One wall contains plastic-tile tapestries by Serge Attukwei Clottey, a Ghanaian artist whose works were included in recent high-profile exhibitions in Venice and Saudi Arabia. In a modern-day Medici arrangement for which he’s become known, Simchowitz pays Clottey at least $15,000 a month, which covers supplies and the salaries for the artist’s 23-person staff. “Him, I will never drop," Simchowitz says.

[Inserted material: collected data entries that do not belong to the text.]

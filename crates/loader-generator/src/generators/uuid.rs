//! Random UUIDs drawn from the loader's RNG, so seeded runs repeat.

use loader_core::GeneratedValue;
use rand::Rng;
use uuid::Builder;

pub fn generate_uuid_v4<R: Rng>(rng: &mut R) -> GeneratedValue {
    let uuid = Builder::from_random_bytes(rng.random::<[u8; 16]>()).into_uuid();
    GeneratedValue::Uuid(uuid)
}

#[cfg(test)]
mod tests {
    use super::*;
    use rand::rngs::StdRng;
    use rand::SeedableRng;
    use std::collections::HashSet;

    fn draw(rng: &mut StdRng) -> uuid::Uuid {
        match generate_uuid_v4(rng) {
            GeneratedValue::Uuid(uuid) => uuid,
            other => panic!("Expected Uuid value, got {other:?}"),
        }
    }

    #[test]
    fn test_every_value_is_v4() {
        let mut rng = StdRng::seed_from_u64(42);

        for _ in 0..1000 {
            let uuid = draw(&mut rng);
            assert_eq!(uuid.get_version_num(), 4);
            assert_eq!(uuid.get_variant(), uuid::Variant::RFC4122);
        }
    }

    #[test]
    fn test_values_are_distinct() {
        let mut rng = StdRng::seed_from_u64(7);
        let seen: HashSet<_> = (0..1000).map(|_| draw(&mut rng)).collect();
        assert_eq!(seen.len(), 1000);
    }

    #[test]
    fn test_same_seed_same_sequence() {
        let mut a = StdRng::seed_from_u64(42);
        let mut b = StdRng::seed_from_u64(42);

        for _ in 0..10 {
            assert_eq!(draw(&mut a), draw(&mut b));
        }
    }
}
//! Error types for the PostgreSQL backend.

use loader_core::SessionError;
use thiserror::Error;

/// Errors that can occur while talking to PostgreSQL.
#[derive(Error, Debug)]
pub enum PostgresLoaderError {
    /// PostgreSQL connection or query error.
    #[error("PostgreSQL error: {0}")]
    PostgreSQL(#[from] tokio_postgres::Error),
}

impl From<PostgresLoaderError> for SessionError {
    fn from(err: PostgresLoaderError) -> Self {
        SessionError::driver(err)
    }
}
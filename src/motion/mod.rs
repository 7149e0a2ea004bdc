//! Movement primitives
//!
//! The queue that carries movement vectors to the worker, the bounded
//! history of believed positions, and the trajectory generator.

pub mod history;
pub mod queue;
pub mod trajectory;
pub mod types;

pub use history::{MovementHistory, HISTORY_CAPACITY};
pub use queue::CommandQueue;
pub use types::{MovementVector, Position};
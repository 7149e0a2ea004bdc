//! Curved path synthesis
//!
//! Control points are laid on the straight line between two positions and
//! pushed off it by a random deviation proportional to the travel distance.
//! The curve through them is sampled with De Casteljau's algorithm.

use crate::humanize::Humanizer;

use super::Position;

/// Samples on a curve at humanization level 0
pub const BASE_SAMPLE_COUNT: usize = 20;
/// Extra samples per humanization level
pub const SAMPLES_PER_LEVEL: usize = 3;

/// Number of curve segments for a humanization level
pub fn sample_count(humanization_level: u8) -> usize {
    BASE_SAMPLE_COUNT + humanization_level as usize * SAMPLES_PER_LEVEL
}

/// Build `interior + 2` control points from `start` to `end`
///
/// Interior points sit at evenly spaced fractions of the straight line and
/// are each displaced on both axes by up to
/// `path_deviation * (|dx| + |dy|)`.
pub fn control_points(
    humanizer: &mut Humanizer,
    start: Position,
    end: Position,
    interior: usize,
    path_deviation: f64,
) -> Vec<Position> {
    let delta = start.delta_to(end);
    let max_deviation = (delta.manhattan() as f64 * path_deviation) as i64;

    let mut points = Vec::with_capacity(interior + 2);
    points.push(start);

    for i in 0..interior {
        let t = (i + 1) as f64 / (interior + 1) as f64;
        let line_x = start.x as f64 + t * delta.dx as f64;
        let line_y = start.y as f64 + t * delta.dy as f64;

        let x = line_x.round() as i64 + humanizer.deviation(max_deviation);
        let y = line_y.round() as i64 + humanizer.deviation(max_deviation);
        points.push(Position::new(saturate(x), saturate(y)));
    }

    points.push(end);
    points
}

/// Evaluate the Bezier curve defined by `points` at `t`
///
/// Interpolation runs in floating point and is rounded once at the end, so
/// `t = 0` and `t = 1` return the first and last control points exactly.
pub fn de_casteljau(points: &[Position], t: f64) -> Option<Position> {
    let mut work: Vec<(f64, f64)> = points
        .iter()
        .map(|p| (p.x as f64, p.y as f64))
        .collect();

    if work.is_empty() {
        return None;
    }

    for level in (1..work.len()).rev() {
        for k in 0..level {
            let (ax, ay) = work[k];
            let (bx, by) = work[k + 1];
            work[k] = ((1.0 - t) * ax + t * bx, (1.0 - t) * ay + t * by);
        }
    }

    let (x, y) = work[0];
    Some(Position::new(saturate(x.round() as i64), saturate(y.round() as i64)))
}

/// Sample `segments + 1` evenly spaced points along the curve
pub fn sample_curve(points: &[Position], segments: usize) -> Vec<Position> {
    let segments = segments.max(1);
    (0..=segments)
        .filter_map(|i| de_casteljau(points, i as f64 / segments as f64))
        .collect()
}

/// Generate a randomized curve from `start` to `end`
///
/// The result holds `sample_count(humanization_level) + 1` points; the
/// first equals `start` and the last equals `end`.
pub fn generate_bezier_curve(
    humanizer: &mut Humanizer,
    start: Position,
    end: Position,
    interior: usize,
    humanization_level: u8,
    path_deviation: f64,
) -> Vec<Position> {
    let controls = control_points(humanizer, start, end, interior, path_deviation);
    sample_curve(&controls, sample_count(humanization_level))
}

fn saturate(value: i64) -> i32 {
    value.clamp(i32::MIN as i64, i32::MAX as i64) as i32
}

On another wall is Julian Pace’s massive homage to Emanuel Leutze’s famous painting of George Washington crossing the Delaware River. “When I met Julian, he was a bartender trying to paint in his bedroom," says Simchowitz. He currently pays for Pace to paint full-time in one of five airy studios the dealer leases downtown.
Simchowitz has to twist to squeeze through a narrow space created by two wall-size canvases jutting out. “This isn’t even my largest warehouse," he says, grinning. The origin story behind Simchowitz’s 25,000-strong collection is a notorious one.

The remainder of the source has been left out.